TASK GOAL> For the word "later", count the lines of the records that hold it, and give only that number.

[DATA PROVIDED]

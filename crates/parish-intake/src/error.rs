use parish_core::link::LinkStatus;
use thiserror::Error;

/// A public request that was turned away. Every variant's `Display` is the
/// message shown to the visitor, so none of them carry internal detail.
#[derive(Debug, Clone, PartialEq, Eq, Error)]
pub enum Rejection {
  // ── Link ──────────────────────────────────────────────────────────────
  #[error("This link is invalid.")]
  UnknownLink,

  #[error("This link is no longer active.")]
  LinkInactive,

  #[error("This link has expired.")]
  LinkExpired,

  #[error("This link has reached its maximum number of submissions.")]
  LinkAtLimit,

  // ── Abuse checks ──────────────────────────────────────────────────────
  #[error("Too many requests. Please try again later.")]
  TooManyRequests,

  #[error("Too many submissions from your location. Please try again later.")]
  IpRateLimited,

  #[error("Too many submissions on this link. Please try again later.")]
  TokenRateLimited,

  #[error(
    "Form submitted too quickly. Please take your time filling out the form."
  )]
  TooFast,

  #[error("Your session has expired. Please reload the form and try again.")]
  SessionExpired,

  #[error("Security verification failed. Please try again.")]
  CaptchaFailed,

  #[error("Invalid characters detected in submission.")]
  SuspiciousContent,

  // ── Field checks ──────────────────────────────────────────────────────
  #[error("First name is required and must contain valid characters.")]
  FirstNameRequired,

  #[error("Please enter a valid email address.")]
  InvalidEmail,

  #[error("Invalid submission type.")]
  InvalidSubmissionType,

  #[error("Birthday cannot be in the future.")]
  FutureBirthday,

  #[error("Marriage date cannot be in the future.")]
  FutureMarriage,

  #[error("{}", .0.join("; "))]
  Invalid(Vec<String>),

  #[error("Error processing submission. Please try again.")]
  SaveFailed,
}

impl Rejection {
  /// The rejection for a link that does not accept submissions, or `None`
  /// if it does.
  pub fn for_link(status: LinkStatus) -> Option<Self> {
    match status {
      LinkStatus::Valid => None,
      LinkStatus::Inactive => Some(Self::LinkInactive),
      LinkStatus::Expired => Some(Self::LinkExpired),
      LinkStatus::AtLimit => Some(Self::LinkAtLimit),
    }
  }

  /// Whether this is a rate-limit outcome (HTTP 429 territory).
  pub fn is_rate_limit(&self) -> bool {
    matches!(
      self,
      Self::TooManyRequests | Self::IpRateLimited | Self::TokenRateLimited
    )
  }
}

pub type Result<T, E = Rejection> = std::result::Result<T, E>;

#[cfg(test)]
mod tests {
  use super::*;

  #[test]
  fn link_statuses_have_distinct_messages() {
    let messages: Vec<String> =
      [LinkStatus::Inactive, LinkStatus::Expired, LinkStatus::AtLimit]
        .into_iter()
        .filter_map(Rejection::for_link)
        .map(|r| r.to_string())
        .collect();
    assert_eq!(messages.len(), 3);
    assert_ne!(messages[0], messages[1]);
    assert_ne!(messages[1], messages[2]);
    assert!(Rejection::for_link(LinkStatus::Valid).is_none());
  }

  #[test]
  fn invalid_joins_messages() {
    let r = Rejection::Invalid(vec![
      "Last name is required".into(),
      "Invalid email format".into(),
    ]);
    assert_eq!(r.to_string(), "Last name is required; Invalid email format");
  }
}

[/DATA PROVIDED]

ANSWER AREA> 3